Work to be completed – Filter the entries below, keeping every line that has the word "Value".
** Record set follows **
// SPDX-License-Identifier: Apache-2.0

//! Backends for the external cart store. The storefront and admin
//! surfaces speak different auth and field naming; the hybrid backend
//! resolves between them transparently.

pub mod admin;
pub mod fake;
pub mod hybrid;
pub mod storefront;

use crate::StoreError;
use serde_json::Value;
use std::time::Duration;

const UPSTREAM_MESSAGE_MAX: usize = 512;

pub(crate) fn build_client(timeout: Duration) -> reqwest::Client {
    reqwest::Client::builder()
        .timeout(timeout)
        .redirect(reqwest::redirect::Policy::none())
        .build()
        .unwrap_or_else(|_| reqwest::Client::new())
}

/// Decodes a 2xx response body as JSON; non-2xx classifies into the
/// store error taxonomy.
pub(crate) async fn into_json(resp: reqwest::Response) -> Result<Value, StoreError> {
    let status = resp.status().as_u16();
    let body = resp
        .text()
        .await
        .map_err(|e| StoreError::Transport(format!("read body failed: {e}")))?;
    if !(200..300).contains(&status) {
        return Err(classify_status(status, &body));
    }
    serde_json::from_str(&body).map_err(|e| StoreError::Upstream {
        status: Some(status),
        message: format!("unparseable response body: {e}"),
    })
}

/// For calls whose response body carries nothing of interest, e.g.
/// line-item deletes.
pub(crate) async fn ensure_success(resp: reqwest::Response) -> Result<(), StoreError> {
    let status = resp.status().as_u16();
    if (200..300).contains(&status) {
        return Ok(());
    }
    let body = resp.text().await.unwrap_or_default();
    Err(classify_status(status, &body))
}

/// Maps a non-2xx upstream status to the store error taxonomy. The
/// body is truncated so oversized upstream errors cannot bloat logs.
pub(crate) fn classify_status(status: u16, body: &str) -> StoreError {
    match status {
        401 | 403 => StoreError::Auth(truncate_message(body)),
        404 => StoreError::NotFound,
        other => StoreError::Upstream {
            status: Some(other),
            message: truncate_message(body),
        },
    }
}

pub(crate) fn truncate_message(body: &str) -> String {
    let trimmed = body.trim();
    if trimmed.len() <= UPSTREAM_MESSAGE_MAX {
        trimmed.to_string()
    } else {
        let mut cut = UPSTREAM_MESSAGE_MAX;
        while !trimmed.is_char_boundary(cut) {
            cut -= 1;
        }
        trimmed[..cut].to_string()
    }
}

#[cfg(test)]
mod tests {
    use super::*;

    #[test]
    fn auth_statuses_classify_as_auth() {
        assert!(matches!(classify_status(401, "denied"), StoreError::Auth(_)));
        assert!(matches!(classify_status(403, "denied"), StoreError::Auth(_)));
    }

    #[test]
    fn missing_cart_classifies_as_not_found() {
        assert_eq!(classify_status(404, "no cart"), StoreError::NotFound);
    }

    #[test]
    fn other_statuses_carry_status_and_message() {
        assert_eq!(
            classify_status(422, " rejected "),
            StoreError::Upstream {
                status: Some(422),
                message: "rejected".to_string()
            }
        );
    }

    #[test]
    fn long_bodies_are_truncated_on_char_boundaries() {
        let body = "é".repeat(600);
        let StoreError::Upstream { message, .. } = classify_status(500, &body) else {
            panic!("expected upstream error");
        };
        assert!(message.len() <= UPSTREAM_MESSAGE_MAX);
    }
}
** End of Record set **
Result of the exercise –
use serde_json::Value;
pub(crate) async fn into_json(resp: reqwest::Response) -> Result<Value, StoreError> {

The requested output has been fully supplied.